Some tricks that all work, yet which one is best depends on your scene:
1. Level of detail + culling
Grass that is right next to the camera is drawn with every leaf intact, grass that is further away is instead just a quad with a few shader tricks to make it look like that. Even further away, the grass is completely removed, yet you can see the ground texture, which looks somewhat like grass if you squint (or are far enough away).
Then I implemented something like this (just not as awesome)

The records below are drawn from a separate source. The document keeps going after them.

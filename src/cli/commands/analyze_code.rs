use anyhow::Result;
use std::path::Path;

use super::run_task;
use crate::input::InputReader;
use crate::llm::tasks;
use crate::output::{self, DisplayFormat};

pub async fn run_analyze_code(input_file: &Path) -> Result<()> {
    let code = InputReader::read_document(input_file)?;
    let analysis = run_task(tasks::analyze_code(&code), "Analyzing...").await?;
    output::display_response(&analysis, DisplayFormat::Md)?;
    Ok(())
}
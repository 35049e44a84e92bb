use anyhow::Result;

use super::run_task;
use crate::llm::tasks;
use crate::output::{self, DisplayFormat};

pub async fn run_translate(text: &str, language: &str) -> Result<()> {
    let translation = run_task(tasks::translate(text, language), "Translating...").await?;
    output::display_response(&translation, DisplayFormat::Md)?;
    Ok(())
}
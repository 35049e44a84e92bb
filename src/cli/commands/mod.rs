//! Subcommand implementations.

use anyhow::Result;
use futures_util::StreamExt;
use std::io::Write;

use crate::config::{AppConfig, CliOverrides, load_config_file, merge_config, validate_environment};
use crate::llm::tasks::TaskPrompt;
use crate::llm::{ChatClient, LlmConfig, ResponseStream, process_ai_request};
use crate::output;
use crate::ui::Spinner;

use super::Command;

/// Code review command handler.
pub mod analyze_code;

/// Chat mode command handler.
pub mod chat;

/// Config file command handler.
pub mod config;

/// One-shot prompt command handler.
pub mod process;

/// Summarize command handler.
pub mod summarize;

/// Translate command handler.
pub mod translate;

/// Runs the parsed command to completion.
pub async fn dispatch(command: Command) -> Result<()> {
    match command {
        Command::Process(args) => process::run_process(args).await,
        Command::Chat(args) => chat::run_chat(args).await,
        Command::Config { create, show } => config::run_config(create, show),
        Command::Summarize { input_file, output } => {
            summarize::run_summarize(&input_file, output.as_deref()).await
        }
        Command::Translate { text, language } => translate::run_translate(&text, &language).await,
        Command::AnalyzeCode { input_file } => analyze_code::run_analyze_code(&input_file).await,
    }
}

/// Loads the config file and applies CLI overrides over it.
pub(crate) fn resolve_config(overrides: &CliOverrides) -> AppConfig {
    let config = merge_config(&load_config_file(), overrides);
    output::set_debug(config.debug);
    config
}

/// Resolves config, checks credentials, and builds the provider client.
pub(crate) fn connect(overrides: &CliOverrides) -> Result<(AppConfig, LlmConfig, ChatClient)> {
    let config = resolve_config(overrides);
    validate_environment(config.ai_provider)?;

    let llm_config = LlmConfig::from_app_config(&config);
    let client = ChatClient::new(&llm_config)?;
    Ok((config, llm_config, client))
}

/// Runs a built-in task with the config file settings and returns the answer.
pub(crate) async fn run_task(task: TaskPrompt, status: &str) -> Result<String> {
    let (_, llm_config, client) = connect(&CliOverrides::default())?;

    let spinner = Spinner::new(status);
    let completion = process_ai_request(&client, &llm_config, &task.user, &task.system).await;
    spinner.stop();

    Ok(completion?.content)
}

/// Writes fragments to `out` as they arrive and returns the joined text.
pub(crate) async fn print_stream(mut stream: ResponseStream, out: &mut impl Write) -> Result<String> {
    let mut full_response = String::new();

    while let Some(chunk) = stream.next().await {
        let chunk = chunk?;
        write!(out, "{chunk}")?;
        out.flush()?;
        full_response.push_str(&chunk);
    }

    writeln!(out)?;
    Ok(full_response)
}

http://www.youtube.com/watch?v=pqt3KFkdpqcYou can use the H3DNodeFlags and MaterialFlags for this. To make a quick check if this works in your setup at all, just flag 'NoDraw' for every entity that is far enough away from a cube around your camera every x Frames. You can make it pretty later on.
2. Batching
In my case, I just joined a bunch of quads to have patches of grass, instead of single leafs. If your scene is small and static, you could even make all grass in your scene a single batch. To test this, I would suggest to just add multiple grass elements together in your favorite 3D model program so you have patches of grass that you can place around the scene. This could then later be dynamic and such.
3. Shaders
I can't find the video anymore, but it is possible to make a shader that looks like waving grass on flat surfaces. It is really an awesome concept, yet the optical illusion only works as long as you look at your scene from the top. From the side, it looks pretty weird.
I think it was on the Irrlicht forums somewhere... There was a Windows-Executable Demo for this. Sorry I can't help you more on this.